#### About this task
Could you reproduce all of the following entries exactly?

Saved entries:

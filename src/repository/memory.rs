//! Process-local implementation of the catalog capabilities.
//!
//! Useful for tests and for embedding the engine without a database. Products
//! are stored normalized (brand and type by id) and joined on read, so
//! renaming a brand is reflected in every product, as with the SQL backend.

use std::sync::{RwLock, RwLockReadGuard, RwLockWriteGuard};

use crate::domain::brand::{NewBrand, ProductBrand};
use crate::domain::filter::FilterExpr;
use crate::domain::product::{NewProduct, Product};
use crate::domain::product_type::{NewProductType, ProductType};
use crate::domain::types::{BrandId, ProductId, TypeId};
use crate::repository::errors::{RepositoryError, RepositoryResult};
use crate::repository::{
    BrandReader, BrandWriter, ProductQuery, ProductReader, ProductWriter, TypeReader, TypeWriter,
    WriteAck,
};

#[derive(Clone, Debug)]
struct StoredProduct {
    id: ProductId,
    name: String,
    summary: Option<String>,
    description: Option<String>,
    image_file: Option<String>,
    price: f64,
    brand_id: BrandId,
    type_id: TypeId,
}

#[derive(Debug, Default)]
struct CatalogState {
    brands: Vec<ProductBrand>,
    types: Vec<ProductType>,
    products: Vec<StoredProduct>,
    last_brand_id: i32,
    last_type_id: i32,
    last_product_id: i32,
}

impl CatalogState {
    fn brand(&self, id: BrandId) -> RepositoryResult<&ProductBrand> {
        self.brands
            .iter()
            .find(|brand| brand.id == id)
            .ok_or_else(|| RepositoryError::ConstraintViolation(format!("unknown brand {id}")))
    }

    fn product_type(&self, id: TypeId) -> RepositoryResult<&ProductType> {
        self.types
            .iter()
            .find(|product_type| product_type.id == id)
            .ok_or_else(|| RepositoryError::ConstraintViolation(format!("unknown type {id}")))
    }

    fn join(&self, stored: &StoredProduct) -> RepositoryResult<Product> {
        Ok(Product {
            id: stored.id,
            name: stored.name.clone(),
            summary: stored.summary.clone(),
            description: stored.description.clone(),
            image_file: stored.image_file.clone(),
            price: stored.price,
            brand: self.brand(stored.brand_id)?.clone(),
            product_type: self.product_type(stored.type_id)?.clone(),
        })
    }

    fn matching(&self, filter: &FilterExpr) -> RepositoryResult<Vec<Product>> {
        let mut matched = Vec::new();
        for stored in &self.products {
            let product = self.join(stored)?;
            if filter.matches(&product) {
                matched.push(product);
            }
        }
        Ok(matched)
    }

    fn check_unique_name<'a>(
        names: impl IntoIterator<Item = &'a str>,
        name: &str,
    ) -> RepositoryResult<()> {
        if names.into_iter().any(|existing| existing == name) {
            return Err(RepositoryError::ConstraintViolation(format!(
                "Unique constraint violation: {name}"
            )));
        }
        Ok(())
    }
}

fn next_id(last: &mut i32) -> RepositoryResult<i32> {
    *last = last
        .checked_add(1)
        .ok_or_else(|| RepositoryError::Unexpected("identifier space exhausted".to_string()))?;
    Ok(*last)
}

/// In-memory catalog guarded by a read/write lock.
#[derive(Debug, Default)]
pub struct InMemoryRepository {
    state: RwLock<CatalogState>,
}

impl InMemoryRepository {
    pub fn new() -> Self {
        Self::default()
    }

    fn read(&self) -> RepositoryResult<RwLockReadGuard<'_, CatalogState>> {
        self.state
            .read()
            .map_err(|_| RepositoryError::ConnectionError("catalog lock poisoned".to_string()))
    }

    fn write(&self) -> RepositoryResult<RwLockWriteGuard<'_, CatalogState>> {
        self.state
            .write()
            .map_err(|_| RepositoryError::ConnectionError("catalog lock poisoned".to_string()))
    }
}

impl ProductReader for InMemoryRepository {
    fn find_products(&self, query: &ProductQuery) -> RepositoryResult<Vec<Product>> {
        let state = self.read()?;
        let mut products = state.matching(&query.filter)?;
        products.sort_by(|a, b| query.sort.compare(a, b));

        Ok(match query.window {
            Some(window) => products
                .into_iter()
                .skip(window.skip())
                .take(window.limit())
                .collect(),
            None => products,
        })
    }

    fn count_products(&self, filter: &FilterExpr) -> RepositoryResult<usize> {
        Ok(self.read()?.matching(filter)?.len())
    }
}

impl ProductWriter for InMemoryRepository {
    fn insert_product(&self, new_product: &NewProduct) -> RepositoryResult<Product> {
        let mut state = self.write()?;
        state.brand(new_product.brand_id)?;
        state.product_type(new_product.type_id)?;

        let id = ProductId::new(next_id(&mut state.last_product_id)?)?;
        let stored = StoredProduct {
            id,
            name: new_product.name.clone(),
            summary: new_product.summary.clone(),
            description: new_product.description.clone(),
            image_file: new_product.image_file.clone(),
            price: new_product.price,
            brand_id: new_product.brand_id,
            type_id: new_product.type_id,
        };
        let product = state.join(&stored)?;
        state.products.push(stored);

        Ok(product)
    }

    fn replace_product(&self, product: &Product) -> RepositoryResult<WriteAck> {
        let mut state = self.write()?;
        let Some(index) = state.products.iter().position(|p| p.id == product.id) else {
            return Ok(WriteAck::acknowledged(0));
        };
        state.brand(product.brand.id)?;
        state.product_type(product.product_type.id)?;

        state.products[index] = StoredProduct {
            id: product.id,
            name: product.name.clone(),
            summary: product.summary.clone(),
            description: product.description.clone(),
            image_file: product.image_file.clone(),
            price: product.price,
            brand_id: product.brand.id,
            type_id: product.product_type.id,
        };

        Ok(WriteAck::acknowledged(1))
    }

    fn delete_product(&self, id: ProductId) -> RepositoryResult<WriteAck> {
        let mut state = self.write()?;
        let before = state.products.len();
        state.products.retain(|p| p.id != id);

        Ok(WriteAck::acknowledged(before - state.products.len()))
    }
}

impl BrandReader for InMemoryRepository {
    fn list_brands(&self) -> RepositoryResult<Vec<ProductBrand>> {
        Ok(self.read()?.brands.clone())
    }
}

impl BrandWriter for InMemoryRepository {
    fn create_brand(&self, new_brand: &NewBrand) -> RepositoryResult<ProductBrand> {
        let mut state = self.write()?;
        CatalogState::check_unique_name(
            state.brands.iter().map(|b| b.name.as_str()),
            new_brand.name.as_str(),
        )?;

        let brand = ProductBrand {
            id: BrandId::new(next_id(&mut state.last_brand_id)?)?,
            name: new_brand.name.as_str().to_string(),
        };
        state.brands.push(brand.clone());

        Ok(brand)
    }
}

impl TypeReader for InMemoryRepository {
    fn list_types(&self) -> RepositoryResult<Vec<ProductType>> {
        Ok(self.read()?.types.clone())
    }
}

impl TypeWriter for InMemoryRepository {
    fn create_type(&self, new_type: &NewProductType) -> RepositoryResult<ProductType> {
        let mut state = self.write()?;
        CatalogState::check_unique_name(
            state.types.iter().map(|t| t.name.as_str()),
            new_type.name.as_str(),
        )?;

        let product_type = ProductType {
            id: TypeId::new(next_id(&mut state.last_type_id)?)?,
            name: new_type.name.as_str().to_string(),
        };
        state.types.push(product_type.clone());

        Ok(product_type)
    }
}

#### Solution to the exercise
filename src/repository/memory.rs
//! Process-local implementation of the catalog capabilities.
//!
//! Useful for tests and for embedding the engine without a database. Products
//! are stored normalized (brand and type by id) and joined on read, so
//! renaming a brand is reflected in every product, as with the SQL backend.

use std::sync::{RwLock, RwLockReadGuard, RwLockWriteGuard};

use crate::domain::brand::{NewBrand, ProductBrand};
use crate::domain::filter::FilterExpr;
use crate::domain::product::{NewProduct, Product};
use crate::domain::product_type::{NewProductType, ProductType};
use crate::domain::types::{BrandId, ProductId, TypeId};
use crate::repository::errors::{RepositoryError, RepositoryResult};
use crate::repository::{
    BrandReader, BrandWriter, ProductQuery, ProductReader, ProductWriter, TypeReader, TypeWriter,
    WriteAck,
};

#[derive(Clone, Debug)]
struct StoredProduct {
    id: ProductId,
    name: String,
    summary: Option<String>,
    description: Option<String>,
    image_file: Option<String>,
    price: f64,
    brand_id: BrandId,
    type_id: TypeId,
}

#[derive(Debug, Default)]
struct CatalogState {
    brands: Vec<ProductBrand>,
    types: Vec<ProductType>,
    products: Vec<StoredProduct>,
    last_brand_id: i32,
    last_type_id: i32,
    last_product_id: i32,
}

impl CatalogState {
    fn brand(&self, id: BrandId) -> RepositoryResult<&ProductBrand> {
        self.brands
            .iter()
            .find(|brand| brand.id == id)
            .ok_or_else(|| RepositoryError::ConstraintViolation(format!("unknown brand {id}")))
    }

    fn product_type(&self, id: TypeId) -> RepositoryResult<&ProductType> {
        self.types
            .iter()
            .find(|product_type| product_type.id == id)
            .ok_or_else(|| RepositoryError::ConstraintViolation(format!("unknown type {id}")))
    }

    fn join(&self, stored: &StoredProduct) -> RepositoryResult<Product> {
        Ok(Product {
            id: stored.id,
            name: stored.name.clone(),
            summary: stored.summary.clone(),
            description: stored.description.clone(),
            image_file: stored.image_file.clone(),
            price: stored.price,
            brand: self.brand(stored.brand_id)?.clone(),
            product_type: self.product_type(stored.type_id)?.clone(),
        })
    }

    fn matching(&self, filter: &FilterExpr) -> RepositoryResult<Vec<Product>> {
        let mut matched = Vec::new();
        for stored in &self.products {
            let product = self.join(stored)?;
            if filter.matches(&product) {
                matched.push(product);
            }
        }
        Ok(matched)
    }

    fn check_unique_name<'a>(
        names: impl IntoIterator<Item = &'a str>,
        name: &str,
    ) -> RepositoryResult<()> {
        if names.into_iter().any(|existing| existing == name) {
            return Err(RepositoryError::ConstraintViolation(format!(
                "Unique constraint violation: {name}"
            )));
        }
        Ok(())
    }
}

fn next_id(last: &mut i32) -> RepositoryResult<i32> {
    *last = last
        .checked_add(1)
        .ok_or_else(|| RepositoryError::Unexpected("identifier space exhausted".to_string()))?;
    Ok(*last)
}

/// In-memory catalog guarded by a read/write lock.
#[derive(Debug, Default)]
pub struct InMemoryRepository {
    state: RwLock<CatalogState>,
}

impl InMemoryRepository {
    pub fn new() -> Self {
        Self::default()
    }

    fn read(&self) -> RepositoryResult<RwLockReadGuard<'_, CatalogState>> {
        self.state
            .read()
            .map_err(|_| RepositoryError::ConnectionError("catalog lock poisoned".to_string()))
    }

    fn write(&self) -> RepositoryResult<RwLockWriteGuard<'_, CatalogState>> {
        self.state
            .write()
            .map_err(|_| RepositoryError::ConnectionError("catalog lock poisoned".to_string()))
    }
}

impl ProductReader for InMemoryRepository {
    fn find_products(&self, query: &ProductQuery) -> RepositoryResult<Vec<Product>> {
        let state = self.read()?;
        let mut products = state.matching(&query.filter)?;
        products.sort_by(|a, b| query.sort.compare(a, b));

        Ok(match query.window {
            Some(window) => products
                .into_iter()
                .skip(window.skip())
                .take(window.limit())
                .collect(),
            None => products,
        })
    }

    fn count_products(&self, filter: &FilterExpr) -> RepositoryResult<usize> {
        Ok(self.read()?.matching(filter)?.len())
    }
}

impl ProductWriter for InMemoryRepository {
    fn insert_product(&self, new_product: &NewProduct) -> RepositoryResult<Product> {
        let mut state = self.write()?;
        state.brand(new_product.brand_id)?;
        state.product_type(new_product.type_id)?;

        let id = ProductId::new(next_id(&mut state.last_product_id)?)?;
        let stored = StoredProduct {
            id,
            name: new_product.name.clone(),
            summary: new_product.summary.clone(),
            description: new_product.description.clone(),
            image_file: new_product.image_file.clone(),
            price: new_product.price,
            brand_id: new_product.brand_id,
            type_id: new_product.type_id,
        };
        let product = state.join(&stored)?;
        state.products.push(stored);

        Ok(product)
    }

    fn replace_product(&self, product: &Product) -> RepositoryResult<WriteAck> {
        let mut state = self.write()?;
        let Some(index) = state.products.iter().position(|p| p.id == product.id) else {
            return Ok(WriteAck::acknowledged(0));
        };
        state.brand(product.brand.id)?;
        state.product_type(product.product_type.id)?;

        state.products[index] = StoredProduct {
            id: product.id,
            name: product.name.clone(),
            summary: product.summary.clone(),
            description: product.description.clone(),
            image_file: product.image_file.clone(),
            price: product.price,
            brand_id: product.brand.id,
            type_id: product.product_type.id,
        };

        Ok(WriteAck::acknowledged(1))
    }

    fn delete_product(&self, id: ProductId) -> RepositoryResult<WriteAck> {
        let mut state = self.write()?;
        let before = state.products.len();
        state.products.retain(|p| p.id != id);

        Ok(WriteAck::acknowledged(before - state.products.len()))
    }
}

impl BrandReader for InMemoryRepository {
    fn list_brands(&self) -> RepositoryResult<Vec<ProductBrand>> {
        Ok(self.read()?.brands.clone())
    }
}

impl BrandWriter for InMemoryRepository {
    fn create_brand(&self, new_brand: &NewBrand) -> RepositoryResult<ProductBrand> {
        let mut state = self.write()?;
        CatalogState::check_unique_name(
            state.brands.iter().map(|b| b.name.as_str()),
            new_brand.name.as_str(),
        )?;

        let brand = ProductBrand {
            id: BrandId::new(next_id(&mut state.last_brand_id)?)?,
            name: new_brand.name.as_str().to_string(),
        };
        state.brands.push(brand.clone());

        Ok(brand)
    }
}

impl TypeReader for InMemoryRepository {
    fn list_types(&self) -> RepositoryResult<Vec<ProductType>> {
        Ok(self.read()?.types.clone())
    }
}

impl TypeWriter for InMemoryRepository {
    fn create_type(&self, new_type: &NewProductType) -> RepositoryResult<ProductType> {
        let mut state = self.write()?;
        CatalogState::check_unique_name(
            state.types.iter().map(|t| t.name.as_str()),
            new_type.name.as_str(),
        )?;

        let product_type = ProductType {
            id: TypeId::new(next_id(&mut state.last_type_id)?)?,
            name: new_type.name.as_str().to_string(),
        };
        state.types.push(product_type.clone());

        Ok(product_type)
    }
}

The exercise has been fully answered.